Raimondo was the sole witness during a Senate Appropriations Commerce, Justice, science and related agencies subcommittee hearing on Commerce’s fiscal year 2024 budget request. Sen. Jeanne Shaheen (D-NH), who chairs the panel, asked Raimondo if she thought it would be “helpful” to codify the U.S.-EU Trade and Technology Council in law.
“I need to think about that,” Raimondo told her.
Shaheen then asked if there should be “some funding provided” for the initiative.
“Possibly. I need to think for a minute on that,” the secretary said.
Codifying the TTC could ensure its continued operation in future U.S. administrations.
Raimondo also touted the council's efforts to date, saying the two sides had made “great progress.”
The next meeting, set to take place in Sweden in late May, will focus on efforts related to semiconductors, Raimondo told Shaheen, adding that the group also has “talked a lot about export controls.”
“It's exactly what you said.
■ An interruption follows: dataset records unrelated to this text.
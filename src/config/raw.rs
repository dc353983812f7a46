//! Raw TOML deserialization types.
//!
//! These structs mirror the TOML file shape and use `serde` defaults.
//! The `load` module converts them into the public `types` structs.

use serde::Deserialize;

// ── Top-level ────────────────────────────────────────────────────────────────

/// Raw TOML shape — serde target before resolution.
#[derive(Deserialize)]
pub(super) struct RawConfig {
    pub service: RawService,
    #[serde(default)]
    pub server: RawServer,
    #[serde(default)]
    pub upstream: RawUpstream,
    #[serde(default)]
    pub search: RawSearch,
}

#[derive(Deserialize)]
pub(super) struct RawService {
    pub name: String,
    pub log_level: String,
}

// ── Server ───────────────────────────────────────────────────────────────────

#[derive(Deserialize)]
pub(super) struct RawServer {
    #[serde(default = "default_bind")]
    pub bind: String,
}

impl Default for RawServer {
    fn default() -> Self {
        Self { bind: default_bind() }
    }
}

// ── Upstream ─────────────────────────────────────────────────────────────────

#[derive(Deserialize)]
pub(super) struct RawUpstream {
    #[serde(default = "default_upstream_base_url")]
    pub base_url: String,
    #[serde(default = "default_upstream_timeout_seconds")]
    pub timeout_seconds: u64,
}

impl Default for RawUpstream {
    fn default() -> Self {
        Self {
            base_url: default_upstream_base_url(),
            timeout_seconds: default_upstream_timeout_seconds(),
        }
    }
}

// ── Search ───────────────────────────────────────────────────────────────────

#[derive(Deserialize)]
pub(super) struct RawSearch {
    #[serde(default = "default_prompts_dir")]
    pub prompts_dir: String,
    #[serde(default = "default_max_tokens")]
    pub max_tokens: u32,
    #[serde(default = "default_temperature")]
    pub temperature: f32,
    #[serde(default)]
    pub proxy: RawProxyProvider,
    #[serde(default)]
    pub perplexity: RawPerplexityProvider,
}

impl Default for RawSearch {
    fn default() -> Self {
        Self {
            prompts_dir: default_prompts_dir(),
            max_tokens: default_max_tokens(),
            temperature: default_temperature(),
            proxy: RawProxyProvider::default(),
            perplexity: RawPerplexityProvider::default(),
        }
    }
}

#[derive(Deserialize)]
pub(super) struct RawProxyProvider {
    #[serde(default = "default_true")]
    pub enabled: bool,
    /// No sensible default exists — the proxy is unavailable until configured.
    #[serde(default)]
    pub api_base_url: String,
    #[serde(default = "default_proxy_model")]
    pub model: String,
    #[serde(default = "default_provider_timeout_seconds")]
    pub timeout_seconds: u64,
}

impl Default for RawProxyProvider {
    fn default() -> Self {
        Self {
            enabled: true,
            api_base_url: String::new(),
            model: default_proxy_model(),
            timeout_seconds: default_provider_timeout_seconds(),
        }
    }
}

#[derive(Deserialize)]
pub(super) struct RawPerplexityProvider {
    #[serde(default = "default_true")]
    pub enabled: bool,
    #[serde(default = "default_perplexity_api_base_url")]
    pub api_base_url: String,
    #[serde(default = "default_perplexity_model")]
    pub model: String,
    #[serde(default = "default_provider_timeout_seconds")]
    pub timeout_seconds: u64,
}

impl Default for RawPerplexityProvider {
    fn default() -> Self {
        Self {
            enabled: true,
            api_base_url: default_perplexity_api_base_url(),
            model: default_perplexity_model(),
            timeout_seconds: default_provider_timeout_seconds(),
        }
    }
}

// ── Default functions (used by serde) ────────────────────────────────────────

fn default_true() -> bool {
    true
}

pub(super) fn default_bind() -> String {
    "127.0.0.1:8080".to_string()
}

pub(super) fn default_upstream_base_url() -> String {
    "http://localhost:8000".to_string()
}

pub(super) fn default_upstream_timeout_seconds() -> u64 {
    10
}

pub(super) fn default_prompts_dir() -> String {
    "config/prompts".to_string()
}

pub(super) fn default_max_tokens() -> u32 {
    500
}

pub(super) fn default_temperature() -> f32 {
    0.2
}

pub(super) fn default_proxy_model() -> String {
    "gpt-4o-mini".to_string()
}

pub(super) fn default_perplexity_api_base_url() -> String {
    "https://api.perplexity.ai/chat/completions".to_string()
}

pub(super) fn default_perplexity_model() -> String {
    "sonar".to_string()
}

pub(super) fn default_provider_timeout_seconds() -> u64 {
    30
}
We need a formal mechanism to coordinate with our allies on issues of technology,” the secretary continued, before reiterating that she wanted to “think more properly” and come back to Shaheen on her suggestion.
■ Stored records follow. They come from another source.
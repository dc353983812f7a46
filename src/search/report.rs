//! Report assembly from raw model output.
//!
//! Price figures and trend lines are pulled out with plain text heuristics
//! rather than by trusting the model's JSON promise — answers regularly
//! arrive as loose prose. The surrounding report shell is a template under
//! the prompts directory.

use std::path::Path;
use std::sync::LazyLock;

use chrono::{Datelike, Utc};
use regex::Regex;

use super::prompt::ParsedAddress;
use super::providers::ProviderKind;
use super::templates;

/// Compiled-in copy of `config/prompts/market_report.md`.
const REPORT_TEMPLATE_FALLBACK: &str = r#"**Dữ liệu search được từ AI{{provider_info}} về {{location}}:**

**Thông tin chính:**
{{content}}

**Thông tin giá trích xuất:**
{{price_info}}

**Xu hướng thị trường:**
{{trend_info}}

**Tóm tắt:** Thông tin về bất động sản tại {{location}} được cập nhật từ các nguồn tin tức và dữ liệu thị trường mới nhất năm {{year}}{{provider_info}}."#;

/// Price mentions like `8.5 tỷ`, `85 triệu`, `120 tr`.
static PRICE_RE: LazyLock<Regex> = LazyLock::new(|| {
    Regex::new(r"(?i)(\d+(?:\.\d+)?)\s*(triệu|tỷ|tr)").expect("price pattern must compile")
});

const TREND_KEYWORDS: [&str; 5] = ["tăng", "giảm", "ổn định", "biến động", "xu hướng"];

const NO_PRICE_LINE: &str = "- Chưa tìm thấy thông tin giá cụ thể trong kết quả.";
const NO_TREND_LINE: &str = "- Thông tin xu hướng sẽ được cập nhật dựa trên dữ liệu thị trường.";

/// First three price mentions, or a fixed "none found" line.
pub fn extract_price_info(content: &str) -> String {
    let prices: Vec<&str> = PRICE_RE
        .find_iter(content)
        .take(3)
        .map(|m| m.as_str())
        .collect();
    if prices.is_empty() {
        NO_PRICE_LINE.to_string()
    } else {
        format!("- Giá tham khảo: {}", prices.join(", "))
    }
}

/// First two lines mentioning a trend keyword, or a fixed placeholder.
pub fn extract_trend_info(content: &str) -> String {
    let lines: Vec<String> = content
        .lines()
        .filter(|line| {
            let lower = line.to_lowercase();
            TREND_KEYWORDS.iter().any(|keyword| lower.contains(keyword))
        })
        .take(2)
        .map(|line| format!("- {}", line.trim()))
        .collect();
    if lines.is_empty() {
        NO_TREND_LINE.to_string()
    } else {
        lines.join("\n")
    }
}

/// Ward, district and city joined with commas; falls back to the free-text
/// location when no parts are present.
pub fn location_context(location: &str, parsed_address: Option<&ParsedAddress>) -> String {
    let Some(addr) = parsed_address else {
        return location.to_string();
    };
    let parts: Vec<&str> = [
        addr.ward.as_deref(),
        addr.district.as_deref(),
        addr.city.as_deref(),
    ]
    .into_iter()
    .flatten()
    .filter(|part| !part.is_empty())
    .collect();
    if parts.is_empty() {
        location.to_string()
    } else {
        parts.join(", ")
    }
}

/// Render the full market report around the model's answer.
pub fn render(
    content: &str,
    location: &str,
    parsed_address: Option<&ParsedAddress>,
    provider: ProviderKind,
    prompts_dir: &Path,
) -> String {
    let location_context = location_context(location, parsed_address);
    let provider_info = format!(" (via {})", provider.label());
    let year = Utc::now().year().to_string();
    let template = templates::load_or(prompts_dir, "market_report.md", REPORT_TEMPLATE_FALLBACK);
    templates::substitute(
        &template,
        &[
            ("provider_info", &provider_info),
            ("location", &location_context),
            ("content", content),
            ("price_info", &extract_price_info(content)),
            ("trend_info", &extract_trend_info(content)),
            ("year", &year),
        ],
    )
}
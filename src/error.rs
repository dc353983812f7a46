//! Application-wide error types.

use thiserror::Error;

#[derive(Debug, Error)]
pub enum AppError {
    #[error("config error: {0}")]
    Config(String),

    #[error("logger error: {0}")]
    Logger(String),

    #[error("server error: {0}")]
    Server(String),

    #[error("upstream error: {0}")]
    Upstream(String),

    #[error("io error: {0}")]
    Io(#[from] std::io::Error),
}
Lawmakers from both parties have criticized the Biden administration for pursuing trade initiatives without seeking approval from Congress, with some contending that congressionally approved agreements are more durable than efforts pursued independently by the executive branch.
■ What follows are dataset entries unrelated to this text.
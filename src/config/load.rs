//! Configuration loading with env-var overrides.
//!
//! Reads TOML files, supports `[meta] base = "..."` inheritance chains,
//! and applies env overrides collected in [`EnvOverrides`].

use std::collections::HashSet;
use std::env;
use std::fs;
use std::path::{Path, PathBuf};

use serde::Deserialize;

use crate::error::AppError;

use super::raw::{self, RawConfig};
use super::types::*;

/// Deep-merge two TOML values.
/// Tables are merged recursively — the overlay only needs to specify keys that
/// differ from the base. For every other type (string, integer, array, …)
/// the overlay value replaces the base value wholesale.
fn merge_toml(base: toml::Value, overlay: toml::Value) -> toml::Value {
    match (base, overlay) {
        (toml::Value::Table(mut base_tbl), toml::Value::Table(overlay_tbl)) => {
            for (key, ov_val) in overlay_tbl {
                let merged = match base_tbl.remove(&key) {
                    Some(base_val) => merge_toml(base_val, ov_val),
                    None => ov_val,
                };
                base_tbl.insert(key, merged);
            }
            toml::Value::Table(base_tbl)
        }
        (_, overlay) => overlay,
    }
}

/// Read a config file, follow any `[meta] base = "..."` chain, and return the
/// fully merged `toml::Value`. `visited` carries canonicalized paths already
/// seen in this chain so circular references are caught early.
fn load_raw_merged(
    path: &Path,
    visited: &mut HashSet<PathBuf>,
) -> Result<toml::Value, AppError> {
    let canonical = path.canonicalize().unwrap_or_else(|_| path.to_path_buf());
    if !visited.insert(canonical) {
        return Err(AppError::Config(format!(
            "circular base reference detected at: {}",
            path.display()
        )));
    }

    let raw = fs::read_to_string(path)
        .map_err(|e| AppError::Config(format!("cannot read {}: {e}", path.display())))?;

    let overlay_val: toml::Value = toml::from_str(&raw)
        .map_err(|e| AppError::Config(format!("parse error in {}: {e}", path.display())))?;

    if let Some(base_str) = overlay_val
        .get("meta")
        .and_then(|m| m.get("base"))
        .and_then(|b| b.as_str())
    {
        let base_path = if Path::new(base_str).is_absolute() {
            PathBuf::from(base_str)
        } else {
            path.parent().unwrap_or(Path::new(".")).join(base_str)
        };
        let base_val = load_raw_merged(&base_path, visited)?;
        Ok(merge_toml(base_val, overlay_val))
    } else {
        Ok(overlay_val)
    }
}

/// Environment overrides applied on top of the TOML file.
///
/// Collected once in [`EnvOverrides::from_env`] so the loader itself never
/// touches the process environment — tests pass a struct instead of
/// mutating env vars.
#[derive(Debug, Default)]
pub struct EnvOverrides {
    /// `DINHGIA_LOG_LEVEL`
    pub log_level: Option<String>,
    /// `DINHGIA_BIND`
    pub bind: Option<String>,
    /// `NEXT_PUBLIC_GULAND_SERVER_URL` — shared with the web front-end `.env`.
    pub upstream_base_url: Option<String>,
    /// `PROXY_SERVER_URL`
    pub proxy_base_url: Option<String>,
    /// `PROXY_SERVER_API_KEY`
    pub proxy_api_key: Option<String>,
    /// `PERPLEXITY_API_KEY`
    pub perplexity_api_key: Option<String>,
}

impl EnvOverrides {
    /// Snapshot the recognised env vars.
    pub fn from_env() -> Self {
        Self {
            log_level: env::var("DINHGIA_LOG_LEVEL").ok(),
            bind: env::var("DINHGIA_BIND").ok(),
            upstream_base_url: env::var("NEXT_PUBLIC_GULAND_SERVER_URL").ok(),
            proxy_base_url: env::var("PROXY_SERVER_URL").ok(),
            proxy_api_key: env::var("PROXY_SERVER_API_KEY").ok(),
            perplexity_api_key: env::var("PERPLEXITY_API_KEY").ok(),
        }
    }
}

/// Load config from the given path, or `config/default.toml`, then apply env-var overrides.
/// If no path is given and `config/default.toml` does not exist, returns a hardcoded minimal default.
pub fn load(config_path: Option<&str>) -> Result<Config, AppError> {
    let overrides = EnvOverrides::from_env();

    if let Some(path) = config_path {
        return load_from(Path::new(path), &overrides);
    }

    let default_path = Path::new("config/default.toml");
    if default_path.exists() {
        load_from(default_path, &overrides)
    } else {
        // Hardcoded minimal default
        Ok(Config {
            service_name: "dinhgia-gateway".to_string(),
            log_level: overrides.log_level.unwrap_or_else(|| "info".to_string()),
            server: ServerConfig {
                bind: overrides.bind.unwrap_or_else(raw::default_bind),
            },
            upstream: UpstreamConfig {
                base_url: overrides
                    .upstream_base_url
                    .unwrap_or_else(raw::default_upstream_base_url),
                timeout_seconds: raw::default_upstream_timeout_seconds(),
            },
            search: SearchConfig {
                prompts_dir: PathBuf::from(raw::default_prompts_dir()),
                max_tokens: raw::default_max_tokens(),
                temperature: raw::default_temperature(),
                proxy: ProxyProviderConfig {
                    enabled: true,
                    api_base_url: overrides.proxy_base_url.unwrap_or_default(),
                    model: raw::default_proxy_model(),
                    timeout_seconds: raw::default_provider_timeout_seconds(),
                    api_key: overrides.proxy_api_key,
                },
                perplexity: PerplexityProviderConfig {
                    enabled: true,
                    api_base_url: raw::default_perplexity_api_base_url(),
                    model: raw::default_perplexity_model(),
                    timeout_seconds: raw::default_provider_timeout_seconds(),
                    api_key: overrides.perplexity_api_key,
                },
            },
        })
    }
}

/// Internal loader — accepts an explicit path and the override set.
/// Tests pass overrides directly instead of mutating env vars.
/// Follows `[meta] base = "..."` inheritance chains before resolving.
pub fn load_from(path: &Path, overrides: &EnvOverrides) -> Result<Config, AppError> {
    let merged_val = load_raw_merged(path, &mut HashSet::new())?;

    let parsed: RawConfig = Deserialize::deserialize(merged_val)
        .map_err(|e: toml::de::Error| {
            AppError::Config(format!("config error in {}: {e}", path.display()))
        })?;

    let log_level = overrides
        .log_level
        .as_deref()
        .unwrap_or(&parsed.service.log_level)
        .to_string();
    let bind = overrides
        .bind
        .as_deref()
        .unwrap_or(&parsed.server.bind)
        .to_string();
    let upstream_base_url = overrides
        .upstream_base_url
        .as_deref()
        .unwrap_or(&parsed.upstream.base_url)
        .trim_end_matches('/')
        .to_string();
    let proxy_base_url = overrides
        .proxy_base_url
        .as_deref()
        .unwrap_or(&parsed.search.proxy.api_base_url)
        .to_string();

    Ok(Config {
        service_name: parsed.service.name,
        log_level,
        server: ServerConfig { bind },
        upstream: UpstreamConfig {
            base_url: upstream_base_url,
            timeout_seconds: parsed.upstream.timeout_seconds,
        },
        search: SearchConfig {
            prompts_dir: PathBuf::from(parsed.search.prompts_dir),
            max_tokens: parsed.search.max_tokens,
            temperature: parsed.search.temperature,
            proxy: ProxyProviderConfig {
                enabled: parsed.search.proxy.enabled,
                api_base_url: proxy_base_url,
                model: parsed.search.proxy.model,
                timeout_seconds: parsed.search.proxy.timeout_seconds,
                api_key: overrides.proxy_api_key.clone(),
            },
            perplexity: PerplexityProviderConfig {
                enabled: parsed.search.perplexity.enabled,
                api_base_url: parsed.search.perplexity.api_base_url,
                model: parsed.search.perplexity.model,
                timeout_seconds: parsed.search.perplexity.timeout_seconds,
                api_key: overrides.perplexity_api_key.clone(),
            },
        },
    })
}
//! Public configuration types.
//!
//! These are the resolved, ready-to-use structs the rest of the gateway
//! consumes. Raw TOML deserialization types live in `raw.rs`.

use std::path::PathBuf;

// ── Server ───────────────────────────────────────────────────────────────────

/// HTTP listener configuration.
#[derive(Debug, Clone)]
pub struct ServerConfig {
    /// Socket address to bind the axum listener to.
    pub bind: String,
}

// ── Upstream ─────────────────────────────────────────────────────────────────

/// Guland map-service upstream configuration.
#[derive(Debug, Clone)]
pub struct UpstreamConfig {
    /// Base URL of the FastAPI map-service (no trailing slash required).
    pub base_url: String,
    /// Per-request HTTP timeout in seconds.
    pub timeout_seconds: u64,
}

// ── Search providers ─────────────────────────────────────────────────────────

/// Primary market-search provider — an OpenAI-compatible proxy endpoint.
/// Populated from `[search.proxy]` in the TOML.
#[derive(Debug, Clone)]
pub struct ProxyProviderConfig {
    /// Whether the provider may be used at all.
    pub enabled: bool,
    /// Full chat completions endpoint URL.
    pub api_base_url: String,
    /// Model name passed in the request body.
    pub model: String,
    /// Per-request HTTP timeout in seconds.
    pub timeout_seconds: u64,
    /// API key from `PROXY_SERVER_API_KEY` env var — never sourced from TOML.
    pub api_key: Option<String>,
}

impl ProxyProviderConfig {
    /// Returns `true` when the provider is enabled and fully configured.
    pub fn available(&self) -> bool {
        self.enabled
            && !self.api_base_url.is_empty()
            && self.api_key.as_deref().is_some_and(|k| !k.is_empty())
    }
}

/// Fallback market-search provider — the Perplexity chat completions API.
/// Populated from `[search.perplexity]` in the TOML.
#[derive(Debug, Clone)]
pub struct PerplexityProviderConfig {
    /// Whether the provider may be used at all.
    pub enabled: bool,
    /// Full chat completions endpoint URL.
    pub api_base_url: String,
    /// Model name passed in the request body.
    pub model: String,
    /// Per-request HTTP timeout in seconds.
    pub timeout_seconds: u64,
    /// API key from `PERPLEXITY_API_KEY` env var — never sourced from TOML.
    pub api_key: Option<String>,
}

impl PerplexityProviderConfig {
    /// Returns `true` when the provider is enabled and fully configured.
    pub fn available(&self) -> bool {
        self.enabled
            && !self.api_base_url.is_empty()
            && self.api_key.as_deref().is_some_and(|k| !k.is_empty())
    }
}

/// Market-search configuration shared across providers.
#[derive(Debug, Clone)]
pub struct SearchConfig {
    /// Directory holding prompt/report template files.
    pub prompts_dir: PathBuf,
    /// Maximum output tokens per completion request.
    pub max_tokens: u32,
    /// Sampling temperature for completion requests.
    pub temperature: f32,
    /// Primary provider (`[search.proxy]`).
    pub proxy: ProxyProviderConfig,
    /// Fallback provider (`[search.perplexity]`).
    pub perplexity: PerplexityProviderConfig,
}

// ── Config (root) ────────────────────────────────────────────────────────────

/// Fully-resolved gateway configuration.
#[derive(Debug, Clone)]
pub struct Config {
    pub service_name: String,
    pub log_level: String,
    pub server: ServerConfig,
    pub upstream: UpstreamConfig,
    pub search: SearchConfig,
}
Officials in Washington and Brussels have touted the TTC as evidence of a reset in trans-Atlantic relations strained under the Trump administration – and as a critical platform for facilitating their coordination on export controls following Russia’s invasion of Ukraine.
The council also has been a forum for discussions about climate-related trade concerns, with the two sides at odds over aspects of the U.S.’ Inflation Reduction Act.
In a statement following the council’s last meeting, held in Maryland last December, the U.S. and the EU announced a slew of joint efforts, including a new “roadmap” on artificial intelligence, arrangements to coordinate efforts on semiconductor supply chains and digital connectivity projects in third countries, among others.
Democrats warn large tech firms could evade competition policies under new trade rules
CNBC: If the tech industry gets its way in trade negotiations over an Indo-Pacific framework, U.S. regulators may be limited in how they can regulate some of the country’s largest companies, a group of Democratic lawmakers warned in a letter to Biden administration officials.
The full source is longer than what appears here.